* **Records provided**:
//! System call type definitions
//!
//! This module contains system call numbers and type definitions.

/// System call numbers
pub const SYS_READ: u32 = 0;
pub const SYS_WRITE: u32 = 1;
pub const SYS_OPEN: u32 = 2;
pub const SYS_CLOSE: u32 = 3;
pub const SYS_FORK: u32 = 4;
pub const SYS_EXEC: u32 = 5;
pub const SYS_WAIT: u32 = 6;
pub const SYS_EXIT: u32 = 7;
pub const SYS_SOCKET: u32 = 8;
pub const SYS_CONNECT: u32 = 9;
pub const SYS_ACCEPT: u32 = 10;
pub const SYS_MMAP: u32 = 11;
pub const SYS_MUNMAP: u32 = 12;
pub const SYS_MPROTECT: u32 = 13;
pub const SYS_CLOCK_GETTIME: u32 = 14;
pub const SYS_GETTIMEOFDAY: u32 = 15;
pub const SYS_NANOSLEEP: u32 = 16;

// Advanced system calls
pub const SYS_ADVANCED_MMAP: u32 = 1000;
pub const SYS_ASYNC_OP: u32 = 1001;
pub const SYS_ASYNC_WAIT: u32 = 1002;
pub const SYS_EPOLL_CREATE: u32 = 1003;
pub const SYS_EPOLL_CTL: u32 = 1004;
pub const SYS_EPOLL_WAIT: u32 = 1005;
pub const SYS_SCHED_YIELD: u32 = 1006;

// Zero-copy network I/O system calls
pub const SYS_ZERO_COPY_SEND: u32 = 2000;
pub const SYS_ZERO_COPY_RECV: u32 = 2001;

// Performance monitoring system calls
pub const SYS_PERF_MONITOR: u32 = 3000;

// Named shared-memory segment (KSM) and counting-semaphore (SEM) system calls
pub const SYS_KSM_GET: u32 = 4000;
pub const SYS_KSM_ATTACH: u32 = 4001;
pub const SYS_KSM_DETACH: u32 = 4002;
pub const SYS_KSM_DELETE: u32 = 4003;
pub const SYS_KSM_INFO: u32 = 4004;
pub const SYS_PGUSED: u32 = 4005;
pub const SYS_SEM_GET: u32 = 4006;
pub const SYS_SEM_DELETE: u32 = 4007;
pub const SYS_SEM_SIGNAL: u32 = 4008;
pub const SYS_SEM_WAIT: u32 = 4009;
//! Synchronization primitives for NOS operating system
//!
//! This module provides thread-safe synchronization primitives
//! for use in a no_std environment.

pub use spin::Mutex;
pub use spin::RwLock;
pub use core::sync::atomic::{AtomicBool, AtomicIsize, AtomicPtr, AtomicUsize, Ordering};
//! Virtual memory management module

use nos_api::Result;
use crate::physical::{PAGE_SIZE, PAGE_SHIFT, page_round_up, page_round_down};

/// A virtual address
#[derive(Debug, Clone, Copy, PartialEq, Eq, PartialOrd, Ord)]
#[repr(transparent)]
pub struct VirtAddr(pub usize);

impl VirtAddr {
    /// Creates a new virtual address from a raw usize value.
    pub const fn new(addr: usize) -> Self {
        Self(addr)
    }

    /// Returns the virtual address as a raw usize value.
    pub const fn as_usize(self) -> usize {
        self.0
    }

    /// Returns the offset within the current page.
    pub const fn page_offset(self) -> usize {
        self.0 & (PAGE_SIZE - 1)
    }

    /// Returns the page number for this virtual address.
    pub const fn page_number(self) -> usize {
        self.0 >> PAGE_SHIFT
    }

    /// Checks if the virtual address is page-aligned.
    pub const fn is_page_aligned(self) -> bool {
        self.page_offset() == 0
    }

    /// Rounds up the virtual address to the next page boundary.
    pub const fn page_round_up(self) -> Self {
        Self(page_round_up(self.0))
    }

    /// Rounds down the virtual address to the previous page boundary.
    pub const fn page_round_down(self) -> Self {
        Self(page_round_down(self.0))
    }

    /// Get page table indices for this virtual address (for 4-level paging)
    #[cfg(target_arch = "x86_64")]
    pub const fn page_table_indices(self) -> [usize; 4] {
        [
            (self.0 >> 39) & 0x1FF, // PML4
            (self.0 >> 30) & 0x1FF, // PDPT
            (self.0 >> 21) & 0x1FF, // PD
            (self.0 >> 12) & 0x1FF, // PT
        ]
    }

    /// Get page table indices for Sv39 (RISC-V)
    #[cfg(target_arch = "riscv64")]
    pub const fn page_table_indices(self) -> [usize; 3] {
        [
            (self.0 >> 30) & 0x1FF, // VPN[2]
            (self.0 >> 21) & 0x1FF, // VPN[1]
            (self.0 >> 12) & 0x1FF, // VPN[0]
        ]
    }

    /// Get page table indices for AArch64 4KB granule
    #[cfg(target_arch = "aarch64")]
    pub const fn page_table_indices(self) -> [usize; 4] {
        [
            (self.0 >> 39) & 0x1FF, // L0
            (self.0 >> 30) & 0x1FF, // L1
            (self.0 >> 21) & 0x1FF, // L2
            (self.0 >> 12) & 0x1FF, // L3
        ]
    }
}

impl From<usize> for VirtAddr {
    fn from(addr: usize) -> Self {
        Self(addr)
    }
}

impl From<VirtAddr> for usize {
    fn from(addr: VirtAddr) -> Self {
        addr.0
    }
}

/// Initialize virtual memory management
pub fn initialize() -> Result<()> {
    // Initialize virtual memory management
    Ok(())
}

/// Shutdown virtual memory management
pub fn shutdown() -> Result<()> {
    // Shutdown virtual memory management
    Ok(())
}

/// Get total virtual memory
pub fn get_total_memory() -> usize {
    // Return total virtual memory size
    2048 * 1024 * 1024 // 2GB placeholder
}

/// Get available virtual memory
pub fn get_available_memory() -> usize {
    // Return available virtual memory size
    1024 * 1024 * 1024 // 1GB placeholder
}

* **Problem details**: Give back, word for word, only the lines above from the line holding "pub const SYS_CONNECT: u32 = 9;" to the line holding "pub const SYS_ASYNC_OP: u32 = 1001;", both included.

* **Answer for this exercise**:
pub const SYS_CONNECT: u32 = 9;
pub const SYS_ACCEPT: u32 = 10;
pub const SYS_MMAP: u32 = 11;
pub const SYS_MUNMAP: u32 = 12;
pub const SYS_MPROTECT: u32 = 13;
pub const SYS_CLOCK_GETTIME: u32 = 14;
pub const SYS_GETTIMEOFDAY: u32 = 15;
pub const SYS_NANOSLEEP: u32 = 16;

// Advanced system calls
pub const SYS_ADVANCED_MMAP: u32 = 1000;
pub const SYS_ASYNC_OP: u32 = 1001;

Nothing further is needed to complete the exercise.